Work task - Transcribe the data that follows, exactly and in full.
==== Records for this task ====
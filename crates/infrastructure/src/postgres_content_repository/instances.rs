use super::*;

impl PostgresContentRepository {
    pub(super) async fn list_page_instances_impl(
        &self,
        page_id: &str,
    ) -> AppResult<Vec<BlueprintInstance>> {
        let rows = sqlx::query_as::<_, InstanceRow>(
            r#"
            SELECT id, blueprint_id, page_id, data_en, data_ar, status, sort_order
            FROM blueprint_instances
            WHERE page_id = $1
            ORDER BY sort_order, id
            "#,
        )
        .bind(page_id)
        .fetch_all(&self.pool)
        .await
        .map_err(|error| {
            AppError::Internal(format!(
                "failed to list components for page '{page_id}': {error}"
            ))
        })?;

        rows.into_iter().map(BlueprintInstance::try_from).collect()
    }

    pub(super) async fn find_instance_impl(&self, id: &str) -> AppResult<Option<BlueprintInstance>> {
        let row = sqlx::query_as::<_, InstanceRow>(
            r#"
            SELECT id, blueprint_id, page_id, data_en, data_ar, status, sort_order
            FROM blueprint_instances
            WHERE id = $1
            "#,
        )
        .bind(id)
        .fetch_optional(&self.pool)
        .await
        .map_err(|error| AppError::Internal(format!("failed to find component '{id}': {error}")))?;

        row.map(BlueprintInstance::try_from).transpose()
    }

    pub(super) async fn save_instance_impl(&self, instance: &BlueprintInstance) -> AppResult<()> {
        let page_id = instance.page_id().ok_or_else(|| {
            AppError::Validation(format!("component '{}' has no page", instance.id()))
        })?;

        let result = sqlx::query(
            r#"
            INSERT INTO blueprint_instances (
                id, blueprint_id, page_id, data_en, data_ar, status, sort_order
            )
            VALUES ($1, $2, $3, $4, $5, $6, $7)
            ON CONFLICT (id) DO UPDATE SET
                blueprint_id = EXCLUDED.blueprint_id,
                page_id = EXCLUDED.page_id,
                data_en = EXCLUDED.data_en,
                data_ar = EXCLUDED.data_ar,
                status = EXCLUDED.status,
                sort_order = EXCLUDED.sort_order,
                updated_at = now()
            "#,
        )
        .bind(instance.id())
        .bind(instance.blueprint_id())
        .bind(page_id)
        .bind(Value::Object(instance.data(atelier_core::Locale::En).clone()))
        .bind(Value::Object(instance.data(atelier_core::Locale::Ar).clone()))
        .bind(instance.status().as_str())
        .bind(sort_order(instance)?)
        .execute(&self.pool)
        .await;

        match result {
            Ok(_) => Ok(()),
            Err(error) if is_foreign_key_violation(&error) => Err(AppError::Validation(format!(
                "blueprint '{}' does not exist",
                instance.blueprint_id()
            ))),
            Err(error) => Err(AppError::Internal(format!(
                "failed to save component '{}': {error}",
                instance.id()
            ))),
        }
    }

    pub(super) async fn delete_instance_impl(&self, id: &str) -> AppResult<()> {
        let result = sqlx::query(
            r#"
            DELETE FROM blueprint_instances
            WHERE id = $1
            "#,
        )
        .bind(id)
        .execute(&self.pool)
        .await
        .map_err(|error| {
            AppError::Internal(format!("failed to delete component '{id}': {error}"))
        })?;

        if result.rows_affected() == 0 {
            return Err(AppError::NotFound(format!("component '{id}' does not exist")));
        }

        Ok(())
    }

    pub(super) async fn replace_page_instances_impl(
        &self,
        page_id: &str,
        instances: &[BlueprintInstance],
    ) -> AppResult<()> {
        let mut transaction = self.pool.begin().await.map_err(|error| {
            AppError::Internal(format!(
                "failed to start save transaction for page '{page_id}': {error}"
            ))
        })?;

        sqlx::query(
            r#"
            DELETE FROM blueprint_instances
            WHERE page_id = $1
            "#,
        )
        .bind(page_id)
        .execute(&mut *transaction)
        .await
        .map_err(|error| {
            AppError::Internal(format!(
                "failed to clear components of page '{page_id}': {error}"
            ))
        })?;

        for instance in instances {
            let result = sqlx::query(
                r#"
                INSERT INTO blueprint_instances (
                    id, blueprint_id, page_id, data_en, data_ar, status, sort_order
                )
                VALUES ($1, $2, $3, $4, $5, $6, $7)
                "#,
            )
            .bind(instance.id())
            .bind(instance.blueprint_id())
            .bind(page_id)
            .bind(Value::Object(instance.data(atelier_core::Locale::En).clone()))
            .bind(Value::Object(instance.data(atelier_core::Locale::Ar).clone()))
            .bind(instance.status().as_str())
            .bind(sort_order(instance)?)
            .execute(&mut *transaction)
            .await;

            match result {
                Ok(_) => {}
                Err(error) if is_unique_violation(&error) => {
                    return Err(AppError::Conflict(format!(
                        "component '{}' belongs to another page",
                        instance.id()
                    )));
                }
                Err(error) if is_foreign_key_violation(&error) => {
                    return Err(AppError::Validation(format!(
                        "blueprint '{}' does not exist",
                        instance.blueprint_id()
                    )));
                }
                Err(error) => {
                    return Err(AppError::Internal(format!(
                        "failed to store component '{}' of page '{page_id}': {error}",
                        instance.id()
                    )));
                }
            }
        }

        transaction.commit().await.map_err(|error| {
            AppError::Internal(format!(
                "failed to commit save transaction for page '{page_id}': {error}"
            ))
        })?;

        Ok(())
    }
}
====
Answer -
filename crates/infrastructure/src/postgres_content_repository/instances.rs
use super::*;

impl PostgresContentRepository {
    pub(super) async fn list_page_instances_impl(
        &self,
        page_id: &str,
    ) -> AppResult<Vec<BlueprintInstance>> {
        let rows = sqlx::query_as::<_, InstanceRow>(
            r#"
            SELECT id, blueprint_id, page_id, data_en, data_ar, status, sort_order
            FROM blueprint_instances
            WHERE page_id = $1
            ORDER BY sort_order, id
            "#,
        )
        .bind(page_id)
        .fetch_all(&self.pool)
        .await
        .map_err(|error| {
            AppError::Internal(format!(
                "failed to list components for page '{page_id}': {error}"
            ))
        })?;

        rows.into_iter().map(BlueprintInstance::try_from).collect()
    }

    pub(super) async fn find_instance_impl(&self, id: &str) -> AppResult<Option<BlueprintInstance>> {
        let row = sqlx::query_as::<_, InstanceRow>(
            r#"
            SELECT id, blueprint_id, page_id, data_en, data_ar, status, sort_order
            FROM blueprint_instances
            WHERE id = $1
            "#,
        )
        .bind(id)
        .fetch_optional(&self.pool)
        .await
        .map_err(|error| AppError::Internal(format!("failed to find component '{id}': {error}")))?;

        row.map(BlueprintInstance::try_from).transpose()
    }

    pub(super) async fn save_instance_impl(&self, instance: &BlueprintInstance) -> AppResult<()> {
        let page_id = instance.page_id().ok_or_else(|| {
            AppError::Validation(format!("component '{}' has no page", instance.id()))
        })?;

        let result = sqlx::query(
            r#"
            INSERT INTO blueprint_instances (
                id, blueprint_id, page_id, data_en, data_ar, status, sort_order
            )
            VALUES ($1, $2, $3, $4, $5, $6, $7)
            ON CONFLICT (id) DO UPDATE SET
                blueprint_id = EXCLUDED.blueprint_id,
                page_id = EXCLUDED.page_id,
                data_en = EXCLUDED.data_en,
                data_ar = EXCLUDED.data_ar,
                status = EXCLUDED.status,
                sort_order = EXCLUDED.sort_order,
                updated_at = now()
            "#,
        )
        .bind(instance.id())
        .bind(instance.blueprint_id())
        .bind(page_id)
        .bind(Value::Object(instance.data(atelier_core::Locale::En).clone()))
        .bind(Value::Object(instance.data(atelier_core::Locale::Ar).clone()))
        .bind(instance.status().as_str())
        .bind(sort_order(instance)?)
        .execute(&self.pool)
        .await;

        match result {
            Ok(_) => Ok(()),
            Err(error) if is_foreign_key_violation(&error) => Err(AppError::Validation(format!(
                "blueprint '{}' does not exist",
                instance.blueprint_id()
            ))),
            Err(error) => Err(AppError::Internal(format!(
                "failed to save component '{}': {error}",
                instance.id()
            ))),
        }
    }

    pub(super) async fn delete_instance_impl(&self, id: &str) -> AppResult<()> {
        let result = sqlx::query(
            r#"
            DELETE FROM blueprint_instances
            WHERE id = $1
            "#,
        )
        .bind(id)
        .execute(&self.pool)
        .await
        .map_err(|error| {
            AppError::Internal(format!("failed to delete component '{id}': {error}"))
        })?;

        if result.rows_affected() == 0 {
            return Err(AppError::NotFound(format!("component '{id}' does not exist")));
        }

        Ok(())
    }

    pub(super) async fn replace_page_instances_impl(
        &self,
        page_id: &str,
        instances: &[BlueprintInstance],
    ) -> AppResult<()> {
        let mut transaction = self.pool.begin().await.map_err(|error| {
            AppError::Internal(format!(
                "failed to start save transaction for page '{page_id}': {error}"
            ))
        })?;

        sqlx::query(
            r#"
            DELETE FROM blueprint_instances
            WHERE page_id = $1
            "#,
        )
        .bind(page_id)
        .execute(&mut *transaction)
        .await
        .map_err(|error| {
            AppError::Internal(format!(
                "failed to clear components of page '{page_id}': {error}"
            ))
        })?;

        for instance in instances {
            let result = sqlx::query(
                r#"
                INSERT INTO blueprint_instances (
                    id, blueprint_id, page_id, data_en, data_ar, status, sort_order
                )
                VALUES ($1, $2, $3, $4, $5, $6, $7)
                "#,
            )
            .bind(instance.id())
            .bind(instance.blueprint_id())
            .bind(page_id)
            .bind(Value::Object(instance.data(atelier_core::Locale::En).clone()))
            .bind(Value::Object(instance.data(atelier_core::Locale::Ar).clone()))
            .bind(instance.status().as_str())
            .bind(sort_order(instance)?)
            .execute(&mut *transaction)
            .await;

            match result {
                Ok(_) => {}
                Err(error) if is_unique_violation(&error) => {
                    return Err(AppError::Conflict(format!(
                        "component '{}' belongs to another page",
                        instance.id()
                    )));
                }
                Err(error) if is_foreign_key_violation(&error) => {
                    return Err(AppError::Validation(format!(
                        "blueprint '{}' does not exist",
                        instance.blueprint_id()
                    )));
                }
                Err(error) => {
                    return Err(AppError::Internal(format!(
                        "failed to store component '{}' of page '{page_id}': {error}",
                        instance.id()
                    )));
                }
            }
        }

        transaction.commit().await.map_err(|error| {
            AppError::Internal(format!(
                "failed to commit save transaction for page '{page_id}': {error}"
            ))
        })?;

        Ok(())
    }
}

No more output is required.